> [WHAT YOU NEED TO DO]:
Write the listing out once more, with every line exactly as it stands.

> [TASK INPUTS]:
//! Pass/fail thresholds for metric scores

use serde::{Deserialize, Serialize};

/// Immutable `(threshold, greater_is_better)` pair
#[derive(Debug, Clone, Copy, PartialEq, Serialize, Deserialize)]
#[serde(deny_unknown_fields)]
pub struct Threshold {
    pub threshold: f64,
    pub greater_is_better: bool,
}

impl Threshold {
    pub fn new(threshold: f64, greater_is_better: bool) -> Self {
        Self {
            threshold,
            greater_is_better,
        }
    }

    /// Whether `score` passes
    pub fn evaluate(&self, score: f64) -> bool {
        if self.greater_is_better {
            score >= self.threshold
        } else {
            score <= self.threshold
        }
    }
}

#[cfg(test)]
mod tests {
    use super::*;

    #[test]
    fn test_greater_is_better() {
        let threshold = Threshold::new(0.5, true);
        assert!(threshold.evaluate(0.6));
        assert!(threshold.evaluate(0.5));
        assert!(!threshold.evaluate(0.4));
    }

    #[test]
    fn test_lower_is_better() {
        let threshold = Threshold::new(10.0, false);
        assert!(threshold.evaluate(3.0));
        assert!(threshold.evaluate(10.0));
        assert!(!threshold.evaluate(10.5));
    }
}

> [WRITTEN ANSWER]:
//! Pass/fail thresholds for metric scores

use serde::{Deserialize, Serialize};

/// Immutable `(threshold, greater_is_better)` pair
#[derive(Debug, Clone, Copy, PartialEq, Serialize, Deserialize)]
#[serde(deny_unknown_fields)]
pub struct Threshold {
    pub threshold: f64,
    pub greater_is_better: bool,
}

impl Threshold {
    pub fn new(threshold: f64, greater_is_better: bool) -> Self {
        Self {
            threshold,
            greater_is_better,
        }
    }

    /// Whether `score` passes
    pub fn evaluate(&self, score: f64) -> bool {
        if self.greater_is_better {
            score >= self.threshold
        } else {
            score <= self.threshold
        }
    }
}

#[cfg(test)]
mod tests {
    use super::*;

    #[test]
    fn test_greater_is_better() {
        let threshold = Threshold::new(0.5, true);
        assert!(threshold.evaluate(0.6));
        assert!(threshold.evaluate(0.5));
        assert!(!threshold.evaluate(0.4));
    }

    #[test]
    fn test_lower_is_better() {
        let threshold = Threshold::new(10.0, false);
        assert!(threshold.evaluate(3.0));
        assert!(threshold.evaluate(10.0));
        assert!(!threshold.evaluate(10.5));
    }
}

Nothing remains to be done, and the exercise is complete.